Should I sanitize on save, on render, or both?
Sanitisez aussi au rendu, pas seulement à l’enregistrement. La sanitisation au rendu protège le contenu ancien si votre parser Markdown, votre configuration de sanitizer ou le comportement des navigateurs change.
How do I make Markdown links safe against `javascript:` tricks?
Autorisez seulement des schémas sûrs comme https: (et éventuellement http: dans des cas contrôlés) après décodage et normalisation. Bloquez javascript:, data:, file: et autres schémas inattendus — ce sont des méthodes courantes pour dissimuler de l’exécution dans des liens Markdown apparemment normaux.
Are images in Markdown dangerous, or just annoying?
Si vous devez permettre des images, traitez src comme non fiable : restreignez les schémas et envisagez de proxier les images pour que le navigateur ne récupère pas directement des URL contrôlées par un attaquant. Si les images ne sont pas indispensables, la façon la plus sûre est de les désactiver.
What’s the safest way to support embeds (videos, tweets, etc.)?
N’acceptez pas du HTML iframe arbitraire envoyé par les utilisateurs. Une approche plus sûre : laissez l’utilisateur coller une URL normale, puis faites valider côté serveur et générez un extrait d’embed propre pour les fournisseurs autorisés seulement.
What’s one mistake teams make when they “sanitize” rich-text?
Sanitisez côté serveur, pas seulement dans le navigateur. Le filtrage client est facile à contourner en appelant directement l’API, ce qui peut laisser du contenu non nettoyé en base et s’exécutant ensuite dans les vues administratives ou dans des e-mails.
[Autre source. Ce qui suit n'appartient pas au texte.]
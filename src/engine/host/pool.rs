use super::{conv::output_size, load, store};
use crate::{
    engine::{ExecArgs, PoolAlgorithm, PoolDesc, PrimitiveDesc, Propagation, Role},
    error::KernelError,
};
use ndarray::{Array4, ArrayView4, Ix4, Zip};
use std::ops::Range;

pub(super) fn check(desc: &PoolDesc) -> Result<(), KernelError> {
    let PoolDesc {
        src,
        dst,
        kernel,
        strides,
        padding_l,
        padding_r,
        ..
    } = desc;
    let valid = src.iter().chain(dst).all(|d| *d > 0)
        && src[..2] == dst[..2]
        && (0..2).all(|i| {
            output_size(src[2 + i], kernel[i], strides[i], padding_l[i], padding_r[i])
                == Some(dst[2 + i])
        });
    if valid {
        Ok(())
    } else {
        Err(KernelError::Unsupported(format!("pooling {desc:?}")))
    }
}

/// The in bounds input rows or columns of window `o`.
fn window(o: usize, kernel: usize, stride: usize, pad: usize, input: usize) -> Range<usize> {
    let start = o * stride;
    let end = (start + kernel).saturating_sub(pad).min(input);
    start.saturating_sub(pad).min(end)..end
}

fn max_forward(x: ArrayView4<f32>, desc: &PoolDesc) -> Array4<f32> {
    let PoolDesc {
        kernel,
        strides,
        padding_l,
        ..
    } = desc;
    let (ih, iw) = (x.dim().2, x.dim().3);
    let mut y = Array4::zeros(desc.dst);
    Zip::indexed(&mut y).par_for_each(|(n, c, oh, ow), y| {
        // windows entirely in padding are 0
        let mut max = None;
        for h in window(oh, kernel[0], strides[0], padding_l[0], ih) {
            for w in window(ow, kernel[1], strides[1], padding_l[1], iw) {
                let x = x[[n, c, h, w]];
                max = Some(max.map_or(x, |max: f32| max.max(x)));
            }
        }
        *y = max.unwrap_or(0.);
    });
    y
}

fn avg_forward(x: ArrayView4<f32>, desc: &PoolDesc) -> Array4<f32> {
    let PoolDesc {
        kernel,
        strides,
        padding_l,
        ..
    } = desc;
    let (ih, iw) = (x.dim().2, x.dim().3);
    let scale = 1. / (kernel[0] * kernel[1]) as f32;
    let mut y = Array4::zeros(desc.dst);
    Zip::indexed(&mut y).par_for_each(|(n, c, oh, ow), y| {
        let mut sum = 0f32;
        for h in window(oh, kernel[0], strides[0], padding_l[0], ih) {
            for w in window(ow, kernel[1], strides[1], padding_l[1], iw) {
                sum += x[[n, c, h, w]];
            }
        }
        *y = sum * scale;
    });
    y
}

/// Routes each output gradient to the first maximum of its window.
fn max_backward(x: ArrayView4<f32>, dy: ArrayView4<f32>, desc: &PoolDesc) -> Array4<f32> {
    let PoolDesc {
        kernel,
        strides,
        padding_l,
        ..
    } = desc;
    let (ih, iw) = (x.dim().2, x.dim().3);
    let (oh, ow) = (dy.dim().2, dy.dim().3);
    let mut dx = Array4::zeros(desc.src);
    // windows overlap, so each (n, c) plane is accumulated by one thread
    Zip::from(dx.outer_iter_mut())
        .and(x.outer_iter())
        .and(dy.outer_iter())
        .par_for_each(|mut dx, x, dy| {
            for c in 0..x.dim().0 {
                for y in 0..oh {
                    for x_ in 0..ow {
                        let mut argmax = None;
                        let mut max = f32::NEG_INFINITY;
                        for h in window(y, kernel[0], strides[0], padding_l[0], ih) {
                            for w in window(x_, kernel[1], strides[1], padding_l[1], iw) {
                                if argmax.is_none() || x[[c, h, w]] > max {
                                    max = x[[c, h, w]];
                                    argmax.replace((h, w));
                                }
                            }
                        }
                        if let Some((h, w)) = argmax {
                            dx[[c, h, w]] += dy[[c, y, x_]];
                        }
                    }
                }
            }
        });
    dx
}

fn avg_backward(dy: ArrayView4<f32>, desc: &PoolDesc) -> Array4<f32> {
    let PoolDesc {
        kernel,
        strides,
        padding_l,
        ..
    } = desc;
    let (oh, ow) = (dy.dim().2, dy.dim().3);
    let scale = 1. / (kernel[0] * kernel[1]) as f32;
    let mut dx = Array4::zeros(desc.src);
    Zip::indexed(&mut dx).par_for_each(|(n, c, h, w), dx| {
        let mut sum = 0f32;
        for y in 0..oh {
            if !window(y, kernel[0], strides[0], padding_l[0], usize::MAX).contains(&h) {
                continue;
            }
            for x in 0..ow {
                if window(x, kernel[1], strides[1], padding_l[1], usize::MAX).contains(&w) {
                    sum += dy[[n, c, y, x]];
                }
            }
        }
        *dx = sum * scale;
    });
    dx
}

pub(super) fn pooling(
    pd: &PrimitiveDesc,
    prop: Propagation,
    desc: &PoolDesc,
    mut args: ExecArgs,
) -> Result<(), KernelError> {
    match prop {
        Propagation::Forward => {
            let x = load::<Ix4>(pd, &args, Role::Src)?;
            let y = match desc.algorithm {
                PoolAlgorithm::Max => max_forward(x.view(), desc),
                PoolAlgorithm::Avg => avg_forward(x.view(), desc),
            };
            store(pd, &mut args, Role::Dst, y)
        }
        Propagation::BackwardData => {
            let dy = load::<Ix4>(pd, &args, Role::DiffDst)?;
            let dx = match desc.algorithm {
                PoolAlgorithm::Max => {
                    let x = load::<Ix4>(pd, &args, Role::Src)?;
                    max_backward(x.view(), dy.view(), desc)
                }
                PoolAlgorithm::Avg => avg_backward(dy.view(), desc),
            };
            store(pd, &mut args, Role::DiffSrc, dx)
        }
        Propagation::BackwardWeights => {
            Err(KernelError::Unsupported("pooling has no weights".into()))
        }
    }
}

#[cfg(test)]
mod tests {
    use super::*;
    use ndarray::Array;

    fn desc(algorithm: PoolAlgorithm, pad: usize) -> PoolDesc {
        let out = (4 + 2 * pad - 2) / 2 + 1;
        PoolDesc {
            algorithm,
            src: [1, 1, 4, 4],
            dst: [1, 1, out, out],
            kernel: [2, 2],
            strides: [2, 2],
            padding_l: [pad; 2],
            padding_r: [pad; 2],
        }
    }

    #[test]
    fn windows_clip_padding() {
        assert_eq!(window(0, 3, 2, 1, 5), 0..2);
        assert_eq!(window(2, 3, 2, 1, 5), 3..5);
        assert_eq!(window(1, 2, 2, 0, 4), 2..4);
    }

    #[test]
    fn max_and_avg() {
        let x = Array::from_shape_vec([1, 1, 4, 4], (0..16).map(|x| x as f32).collect()).unwrap();
        let max = desc(PoolAlgorithm::Max, 0);
        check(&max).unwrap();
        let y = max_forward(x.view(), &max);
        assert_eq!(y.into_raw_vec(), [5., 7., 13., 15.]);
        let avg = desc(PoolAlgorithm::Avg, 0);
        let y = avg_forward(x.view(), &avg);
        assert_eq!(y.into_raw_vec(), [2.5, 4.5, 10.5, 12.5]);
    }

    #[test]
    fn avg_divides_by_window_with_padding() {
        let x = Array::from_elem([1, 1, 4, 4], 1f32);
        let avg = desc(PoolAlgorithm::Avg, 1);
        check(&avg).unwrap();
        let y = avg_forward(x.view(), &avg);
        // the corner window holds a single element
        assert_eq!(y[[0, 0, 0, 0]], 0.25);
        assert_eq!(y[[0, 0, 1, 1]], 1.);
    }

    #[test]
    fn max_backward_first_maximum() {
        let x = Array::from_elem([1, 1, 4, 4], 1f32);
        let dy = Array::from_elem([1, 1, 2, 2], 1f32);
        let max = desc(PoolAlgorithm::Max, 0);
        let dx = max_backward(x.view(), dy.view(), &max);
        assert_eq!(dx[[0, 0, 0, 0]], 1.);
        assert_eq!(dx[[0, 0, 0, 1]], 0.);
        assert_eq!(dx.sum(), 4.);
    }

    #[test]
    fn max_padding_only_windows() {
        let x = Array::from_elem([1, 1, 4, 4], -1f32);
        let max = desc(PoolAlgorithm::Max, 2);
        check(&max).unwrap();
        let y = max_forward(x.view(), &max);
        assert_eq!(y.dim(), (1, 1, 4, 4));
        assert_eq!(y[[0, 0, 0, 0]], 0.);
        assert_eq!(y[[0, 0, 3, 1]], 0.);
        assert_eq!(y[[0, 0, 1, 1]], -1.);
        assert_eq!(y[[0, 0, 2, 1]], -1.);
        let dy = Array::from_elem([1, 1, 4, 4], 1f32);
        let dx = max_backward(x.view(), dy.view(), &max);
        // only the 2x2 windows over the input route gradient
        assert_eq!(dx.sum(), 4.);
    }

    #[test]
    fn max_keeps_infinities() {
        let mut x = Array::zeros([1, 1, 4, 4]);
        x[[0, 0, 0, 1]] = f32::INFINITY;
        for h in 2..4 {
            for w in 2..4 {
                x[[0, 0, h, w]] = f32::NEG_INFINITY;
            }
        }
        let max = desc(PoolAlgorithm::Max, 0);
        let y = max_forward(x.view(), &max);
        assert_eq!(y.into_raw_vec(), [f32::INFINITY, 0., 0., f32::NEG_INFINITY]);
        let dy = Array::from_elem([1, 1, 2, 2], 1f32);
        let dx = max_backward(x.view(), dy.view(), &max);
        assert_eq!(dx[[0, 0, 0, 1]], 1.);
        assert_eq!(dx[[0, 0, 2, 2]], 1.);
        assert_eq!(dx.sum(), 4.);
    }

    #[test]
    fn avg_backward_spreads_gradient() {
        let dy = Array::from_elem([1, 1, 2, 2], 4f32);
        let avg = desc(PoolAlgorithm::Avg, 0);
        let dx = avg_backward(dy.view(), &avg);
        assert!(dx.iter().all(|x| *x == 1.));
    }
}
How can I quickly test if my Markdown rendering is vulnerable to XSS?
Testez un petit ensemble de payloads réalistes sur tous les endroits où le contenu apparaît : page publique, écrans admin/modération, notifications et aperçus. L’objectif est que l’entrée reste inerte partout — pas de popups, redirections, changements d’UI inattendus ni d’appels réseau cachés.